Военная экономика России: тяжёлое наследие и ограниченные шансы на нормализацию
Завершение боевых действий само по себе не решит накопившихся проблем. Экономические последствия войны останутся в центре повестки любой власти, которая всерьёз возьмётся за перемены.
В этом тексте рассматривается послевоенное наследие через призму того, как его ощутит обычный человек и что оно будет означать для возможного политического перехода в России. Именно повседневный опыт большинства, а не абстрактные макропоказатели, в итоге определит, удастся ли стране выйти на траекторию устойчивого развития.
Наследство, с которым придётся иметь дело, устроено противоречиво. Война не только разрушала инфраструктуру и связи, но и создавала вынужденные точки адаптации, которые при благоприятных условиях способны стать опорой для перехода. Речь не о поиске «позитива» в трагедии, а о трезвой оценке стартовых условий — со всем грузом деформаций и вместе с тем некоторым скрытым потенциалом.
Что досталось от прошлого — и что изменила война
Характеризуя ситуацию до 2022 года, нельзя сводить российскую экономику только к сырью. К 2021 году несырьевой неэнергетический экспорт достигал почти 194 млрд долларов — около 40% совокупного экспорта. В него входили металлопродукция, машиностроение, химия и удобрения, аграрный экспорт, ИТ‑услуги, поставки вооружений. Это был реально сложившийся диверсифицированный сектор, формировавшийся годами и дававший не только валютную выручку, но и технологические компетенции, и устойчивое присутствие на внешних рынках.
Военные действия нанесли по этому сегменту наиболее ощутимый удар. По оценкам на основе имеющихся данных, уже в 2024 году несырьевой неэнергетический экспорт сократился до примерно 150 млрд долларов — почти на четверть ниже довоенного пика. Особенно серьёзно пострадали высокотехнологичные направления: экспорт машин и оборудования в 2024 году оказался почти наполовину ниже уровня 2021 года. Для сложной продукции — от машиностроения и авиакомпонентов до ИТ‑услуг и высокотехнологичной химии — ключевые рынки в развитых странах фактически закрылись.
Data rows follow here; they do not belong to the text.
//! HTTP transport for the public API.
//!
//! Enabled by the `http` feature (on by default).
//!
//! # Example
//!
//! ```ignore
//! use vkapi_client::http::{HttpConfig, HttpTransport};
//! use vkapi_client::{Client, Params};
//!
//! let transport = HttpTransport::new(HttpConfig::new(token).with_lang("en"))?;
//! let client = Client::new(transport);
//! let wall = client.wall_get("apiclub", 10, Params::new()).await?;
//! ```

mod config;
mod transport;

pub use config::HttpConfig;
pub use transport::HttpTransport;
Санкции ограничили доступ к технологиям, без которых обрабатывающая промышленность не может оставаться конкурентоспособной. Парадокс в том, что сильнее всего пострадала именно та часть экономики, которая обеспечивала диверсификацию и рост с высокой добавленной стоимостью. Нефтегазовый экспорт, напротив, сумел частично компенсировать потери за счёт перенаправления потоков, поэтому зависимость от сырья, которую много лет пытались сократить, стала ещё более выраженной — причём на фоне утраты значительной части рынков для несырьевой продукции.
Сужение внешних возможностей легло на старые структурные и институциональные деформации. Ещё до 2022 года Россия входила в число стран с крайне высокой концентрацией богатства и выраженным имущественным неравенством. Два десятилетия жёсткой бюджетной политики при всей её макростабилизационной логике обернулись хроническим недофинансированием инфраструктуры в большинстве регионов: изношенный жилищный фонд, дороги и коммунальные сети, дефицит современных социальных объектов.
Параллельно шла централизация бюджетных ресурсов: региональный уровень утрачивал налоговую базу и финансовую самостоятельность, превращаясь в получателя дискретных трансфертов из федерального центра. Это не только политический, но и экономический фактор: местное самоуправление без собственных доходов и полномочий не способно поддерживать нормальные условия для бизнеса и стимулировать развитие территорий.
Институциональная среда деградировала постепенно, но последовательно. Судебная система перестала быть эффективным защитником контракта и собственности от произвольного вмешательства государства, антимонопольное регулирование носило избирательный характер. Такая среда — прежде всего экономическая проблема: там, где правила игры зависят от воли силовых органов, долгосрочные инвестиции вытесняются краткосрочными схемами, офшоризацией и уходом в тень.
После 2022 года к этому наследию добавились новые процессы, радикально изменившие конфигурацию. Частный сектор оказался под двойным давлением. С одной стороны — расширение госрасходов, рост административного произвола и усиление налогового пресса, с другой — разрушение рыночной конкуренции, вытеснение предпринимателей из целых отраслей.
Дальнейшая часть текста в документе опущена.